Records from a data source:
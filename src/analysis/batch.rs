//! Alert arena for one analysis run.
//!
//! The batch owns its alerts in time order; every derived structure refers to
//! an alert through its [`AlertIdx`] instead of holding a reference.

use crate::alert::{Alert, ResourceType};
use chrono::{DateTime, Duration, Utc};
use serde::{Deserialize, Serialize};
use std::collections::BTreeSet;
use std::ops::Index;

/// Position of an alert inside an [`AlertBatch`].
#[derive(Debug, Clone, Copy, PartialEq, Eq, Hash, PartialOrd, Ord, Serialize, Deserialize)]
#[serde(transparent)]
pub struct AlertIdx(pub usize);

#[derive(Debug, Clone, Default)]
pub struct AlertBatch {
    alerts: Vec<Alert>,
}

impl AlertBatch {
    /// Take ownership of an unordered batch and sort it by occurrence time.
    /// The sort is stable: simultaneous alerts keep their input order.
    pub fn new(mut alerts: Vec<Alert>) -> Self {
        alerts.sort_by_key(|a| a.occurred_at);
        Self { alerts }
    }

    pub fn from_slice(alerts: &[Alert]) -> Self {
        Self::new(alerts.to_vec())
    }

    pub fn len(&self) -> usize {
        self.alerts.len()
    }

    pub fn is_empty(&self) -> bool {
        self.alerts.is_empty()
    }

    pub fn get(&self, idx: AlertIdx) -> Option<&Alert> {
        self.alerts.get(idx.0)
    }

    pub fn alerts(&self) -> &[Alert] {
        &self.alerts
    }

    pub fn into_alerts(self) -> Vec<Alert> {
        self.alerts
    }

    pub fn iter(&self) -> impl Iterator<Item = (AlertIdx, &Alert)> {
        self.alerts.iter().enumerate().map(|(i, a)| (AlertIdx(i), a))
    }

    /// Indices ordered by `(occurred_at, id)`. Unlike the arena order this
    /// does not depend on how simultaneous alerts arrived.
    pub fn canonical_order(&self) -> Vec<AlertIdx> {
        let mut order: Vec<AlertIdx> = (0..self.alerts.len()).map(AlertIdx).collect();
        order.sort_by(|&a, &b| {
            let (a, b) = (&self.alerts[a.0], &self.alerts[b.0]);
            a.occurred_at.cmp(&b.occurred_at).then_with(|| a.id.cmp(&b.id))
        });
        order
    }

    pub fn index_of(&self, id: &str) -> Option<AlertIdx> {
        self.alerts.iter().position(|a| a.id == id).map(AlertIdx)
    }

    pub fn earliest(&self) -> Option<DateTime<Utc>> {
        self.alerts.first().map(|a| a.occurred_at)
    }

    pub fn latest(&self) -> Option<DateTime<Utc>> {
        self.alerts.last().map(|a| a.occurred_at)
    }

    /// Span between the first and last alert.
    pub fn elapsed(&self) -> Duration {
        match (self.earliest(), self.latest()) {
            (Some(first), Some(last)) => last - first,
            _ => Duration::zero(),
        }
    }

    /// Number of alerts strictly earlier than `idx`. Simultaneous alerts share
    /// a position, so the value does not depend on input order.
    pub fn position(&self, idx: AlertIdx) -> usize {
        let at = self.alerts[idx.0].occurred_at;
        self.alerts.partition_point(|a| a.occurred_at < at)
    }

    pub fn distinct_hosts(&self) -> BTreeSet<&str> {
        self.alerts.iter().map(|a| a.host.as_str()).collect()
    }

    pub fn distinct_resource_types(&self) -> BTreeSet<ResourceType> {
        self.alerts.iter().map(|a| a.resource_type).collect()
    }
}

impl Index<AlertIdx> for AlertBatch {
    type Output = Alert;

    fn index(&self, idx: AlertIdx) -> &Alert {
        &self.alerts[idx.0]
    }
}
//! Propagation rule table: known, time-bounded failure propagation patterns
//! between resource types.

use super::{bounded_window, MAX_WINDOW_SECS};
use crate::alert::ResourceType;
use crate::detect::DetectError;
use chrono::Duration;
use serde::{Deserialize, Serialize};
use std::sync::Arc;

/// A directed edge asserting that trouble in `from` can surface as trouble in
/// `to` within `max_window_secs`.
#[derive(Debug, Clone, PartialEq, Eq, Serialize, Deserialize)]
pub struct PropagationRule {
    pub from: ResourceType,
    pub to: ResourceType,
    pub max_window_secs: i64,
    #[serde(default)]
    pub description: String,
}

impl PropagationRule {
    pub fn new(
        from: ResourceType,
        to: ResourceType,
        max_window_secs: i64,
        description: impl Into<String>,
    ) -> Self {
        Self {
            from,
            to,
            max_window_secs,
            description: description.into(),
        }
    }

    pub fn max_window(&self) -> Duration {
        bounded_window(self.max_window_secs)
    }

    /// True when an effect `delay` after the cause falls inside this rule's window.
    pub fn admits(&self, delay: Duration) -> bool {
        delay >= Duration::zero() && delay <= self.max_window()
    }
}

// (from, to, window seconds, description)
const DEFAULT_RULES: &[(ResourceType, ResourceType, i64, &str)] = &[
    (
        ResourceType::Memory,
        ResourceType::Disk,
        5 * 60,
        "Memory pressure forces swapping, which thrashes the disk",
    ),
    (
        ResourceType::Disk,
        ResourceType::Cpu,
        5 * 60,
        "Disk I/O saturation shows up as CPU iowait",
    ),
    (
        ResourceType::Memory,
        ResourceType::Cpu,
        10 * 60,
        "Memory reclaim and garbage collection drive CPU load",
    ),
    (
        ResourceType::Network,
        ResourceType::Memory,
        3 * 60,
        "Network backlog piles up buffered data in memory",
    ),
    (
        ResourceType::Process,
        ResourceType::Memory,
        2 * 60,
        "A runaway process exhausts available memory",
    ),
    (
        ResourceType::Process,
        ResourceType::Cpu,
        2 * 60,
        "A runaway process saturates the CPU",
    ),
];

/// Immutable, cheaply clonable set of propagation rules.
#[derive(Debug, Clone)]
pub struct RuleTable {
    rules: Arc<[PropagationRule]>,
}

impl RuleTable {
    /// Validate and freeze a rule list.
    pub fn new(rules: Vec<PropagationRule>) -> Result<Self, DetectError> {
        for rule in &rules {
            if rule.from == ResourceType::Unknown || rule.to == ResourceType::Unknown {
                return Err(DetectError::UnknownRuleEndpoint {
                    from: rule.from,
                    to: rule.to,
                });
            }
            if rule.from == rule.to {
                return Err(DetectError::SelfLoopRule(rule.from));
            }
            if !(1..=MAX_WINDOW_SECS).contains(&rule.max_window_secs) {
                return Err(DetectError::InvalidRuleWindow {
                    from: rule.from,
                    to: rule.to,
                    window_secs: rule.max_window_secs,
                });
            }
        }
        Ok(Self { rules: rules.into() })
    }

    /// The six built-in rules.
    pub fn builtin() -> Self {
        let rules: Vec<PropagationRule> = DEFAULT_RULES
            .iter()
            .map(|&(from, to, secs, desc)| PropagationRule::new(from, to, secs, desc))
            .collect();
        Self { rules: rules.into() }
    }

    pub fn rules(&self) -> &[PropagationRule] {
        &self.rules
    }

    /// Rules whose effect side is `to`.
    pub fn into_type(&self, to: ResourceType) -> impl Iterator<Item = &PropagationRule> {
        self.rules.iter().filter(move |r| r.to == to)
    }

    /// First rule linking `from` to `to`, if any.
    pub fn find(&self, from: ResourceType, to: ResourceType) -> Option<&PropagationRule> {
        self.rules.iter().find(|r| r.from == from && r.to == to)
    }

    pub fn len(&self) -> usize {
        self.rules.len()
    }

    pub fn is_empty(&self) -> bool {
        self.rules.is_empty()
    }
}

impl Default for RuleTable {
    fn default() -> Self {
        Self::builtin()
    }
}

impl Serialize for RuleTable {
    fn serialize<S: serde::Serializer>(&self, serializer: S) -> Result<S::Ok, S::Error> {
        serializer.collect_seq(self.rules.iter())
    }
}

• [Work order]: The records above must be transcribed line for line, exactly.

• [Answer box]:
filename src/analysis/batch.rs
//! Alert arena for one analysis run.
//!
//! The batch owns its alerts in time order; every derived structure refers to
//! an alert through its [`AlertIdx`] instead of holding a reference.

use crate::alert::{Alert, ResourceType};
use chrono::{DateTime, Duration, Utc};
use serde::{Deserialize, Serialize};
use std::collections::BTreeSet;
use std::ops::Index;

/// Position of an alert inside an [`AlertBatch`].
#[derive(Debug, Clone, Copy, PartialEq, Eq, Hash, PartialOrd, Ord, Serialize, Deserialize)]
#[serde(transparent)]
pub struct AlertIdx(pub usize);

#[derive(Debug, Clone, Default)]
pub struct AlertBatch {
    alerts: Vec<Alert>,
}

impl AlertBatch {
    /// Take ownership of an unordered batch and sort it by occurrence time.
    /// The sort is stable: simultaneous alerts keep their input order.
    pub fn new(mut alerts: Vec<Alert>) -> Self {
        alerts.sort_by_key(|a| a.occurred_at);
        Self { alerts }
    }

    pub fn from_slice(alerts: &[Alert]) -> Self {
        Self::new(alerts.to_vec())
    }

    pub fn len(&self) -> usize {
        self.alerts.len()
    }

    pub fn is_empty(&self) -> bool {
        self.alerts.is_empty()
    }

    pub fn get(&self, idx: AlertIdx) -> Option<&Alert> {
        self.alerts.get(idx.0)
    }

    pub fn alerts(&self) -> &[Alert] {
        &self.alerts
    }

    pub fn into_alerts(self) -> Vec<Alert> {
        self.alerts
    }

    pub fn iter(&self) -> impl Iterator<Item = (AlertIdx, &Alert)> {
        self.alerts.iter().enumerate().map(|(i, a)| (AlertIdx(i), a))
    }

    /// Indices ordered by `(occurred_at, id)`. Unlike the arena order this
    /// does not depend on how simultaneous alerts arrived.
    pub fn canonical_order(&self) -> Vec<AlertIdx> {
        let mut order: Vec<AlertIdx> = (0..self.alerts.len()).map(AlertIdx).collect();
        order.sort_by(|&a, &b| {
            let (a, b) = (&self.alerts[a.0], &self.alerts[b.0]);
            a.occurred_at.cmp(&b.occurred_at).then_with(|| a.id.cmp(&b.id))
        });
        order
    }

    pub fn index_of(&self, id: &str) -> Option<AlertIdx> {
        self.alerts.iter().position(|a| a.id == id).map(AlertIdx)
    }

    pub fn earliest(&self) -> Option<DateTime<Utc>> {
        self.alerts.first().map(|a| a.occurred_at)
    }

    pub fn latest(&self) -> Option<DateTime<Utc>> {
        self.alerts.last().map(|a| a.occurred_at)
    }

    /// Span between the first and last alert.
    pub fn elapsed(&self) -> Duration {
        match (self.earliest(), self.latest()) {
            (Some(first), Some(last)) => last - first,
            _ => Duration::zero(),
        }
    }

    /// Number of alerts strictly earlier than `idx`. Simultaneous alerts share
    /// a position, so the value does not depend on input order.
    pub fn position(&self, idx: AlertIdx) -> usize {
        let at = self.alerts[idx.0].occurred_at;
        self.alerts.partition_point(|a| a.occurred_at < at)
    }

    pub fn distinct_hosts(&self) -> BTreeSet<&str> {
        self.alerts.iter().map(|a| a.host.as_str()).collect()
    }

    pub fn distinct_resource_types(&self) -> BTreeSet<ResourceType> {
        self.alerts.iter().map(|a| a.resource_type).collect()
    }
}

impl Index<AlertIdx> for AlertBatch {
    type Output = Alert;

    fn index(&self, idx: AlertIdx) -> &Alert {
        &self.alerts[idx.0]
    }
}
//! Propagation rule table: known, time-bounded failure propagation patterns
//! between resource types.

use super::{bounded_window, MAX_WINDOW_SECS};
use crate::alert::ResourceType;
use crate::detect::DetectError;
use chrono::Duration;
use serde::{Deserialize, Serialize};
use std::sync::Arc;

/// A directed edge asserting that trouble in `from` can surface as trouble in
/// `to` within `max_window_secs`.
#[derive(Debug, Clone, PartialEq, Eq, Serialize, Deserialize)]
pub struct PropagationRule {
    pub from: ResourceType,
    pub to: ResourceType,
    pub max_window_secs: i64,
    #[serde(default)]
    pub description: String,
}

impl PropagationRule {
    pub fn new(
        from: ResourceType,
        to: ResourceType,
        max_window_secs: i64,
        description: impl Into<String>,
    ) -> Self {
        Self {
            from,
            to,
            max_window_secs,
            description: description.into(),
        }
    }

    pub fn max_window(&self) -> Duration {
        bounded_window(self.max_window_secs)
    }

    /// True when an effect `delay` after the cause falls inside this rule's window.
    pub fn admits(&self, delay: Duration) -> bool {
        delay >= Duration::zero() && delay <= self.max_window()
    }
}

// (from, to, window seconds, description)
const DEFAULT_RULES: &[(ResourceType, ResourceType, i64, &str)] = &[
    (
        ResourceType::Memory,
        ResourceType::Disk,
        5 * 60,
        "Memory pressure forces swapping, which thrashes the disk",
    ),
    (
        ResourceType::Disk,
        ResourceType::Cpu,
        5 * 60,
        "Disk I/O saturation shows up as CPU iowait",
    ),
    (
        ResourceType::Memory,
        ResourceType::Cpu,
        10 * 60,
        "Memory reclaim and garbage collection drive CPU load",
    ),
    (
        ResourceType::Network,
        ResourceType::Memory,
        3 * 60,
        "Network backlog piles up buffered data in memory",
    ),
    (
        ResourceType::Process,
        ResourceType::Memory,
        2 * 60,
        "A runaway process exhausts available memory",
    ),
    (
        ResourceType::Process,
        ResourceType::Cpu,
        2 * 60,
        "A runaway process saturates the CPU",
    ),
];

/// Immutable, cheaply clonable set of propagation rules.
#[derive(Debug, Clone)]
pub struct RuleTable {
    rules: Arc<[PropagationRule]>,
}

impl RuleTable {
    /// Validate and freeze a rule list.
    pub fn new(rules: Vec<PropagationRule>) -> Result<Self, DetectError> {
        for rule in &rules {
            if rule.from == ResourceType::Unknown || rule.to == ResourceType::Unknown {
                return Err(DetectError::UnknownRuleEndpoint {
                    from: rule.from,
                    to: rule.to,
                });
            }
            if rule.from == rule.to {
                return Err(DetectError::SelfLoopRule(rule.from));
            }
            if !(1..=MAX_WINDOW_SECS).contains(&rule.max_window_secs) {
                return Err(DetectError::InvalidRuleWindow {
                    from: rule.from,
                    to: rule.to,
                    window_secs: rule.max_window_secs,
                });
            }
        }
        Ok(Self { rules: rules.into() })
    }

    /// The six built-in rules.
    pub fn builtin() -> Self {
        let rules: Vec<PropagationRule> = DEFAULT_RULES
            .iter()
            .map(|&(from, to, secs, desc)| PropagationRule::new(from, to, secs, desc))
            .collect();
        Self { rules: rules.into() }
    }

    pub fn rules(&self) -> &[PropagationRule] {
        &self.rules
    }

    /// Rules whose effect side is `to`.
    pub fn into_type(&self, to: ResourceType) -> impl Iterator<Item = &PropagationRule> {
        self.rules.iter().filter(move |r| r.to == to)
    }

    /// First rule linking `from` to `to`, if any.
    pub fn find(&self, from: ResourceType, to: ResourceType) -> Option<&PropagationRule> {
        self.rules.iter().find(|r| r.from == from && r.to == to)
    }

    pub fn len(&self) -> usize {
        self.rules.len()
    }

    pub fn is_empty(&self) -> bool {
        self.rules.is_empty()
    }
}

impl Default for RuleTable {
    fn default() -> Self {
        Self::builtin()
    }
}

impl Serialize for RuleTable {
    fn serialize<S: serde::Serializer>(&self, serializer: S) -> Result<S::Ok, S::Error> {
        serializer.collect_seq(self.rules.iter())
    }
}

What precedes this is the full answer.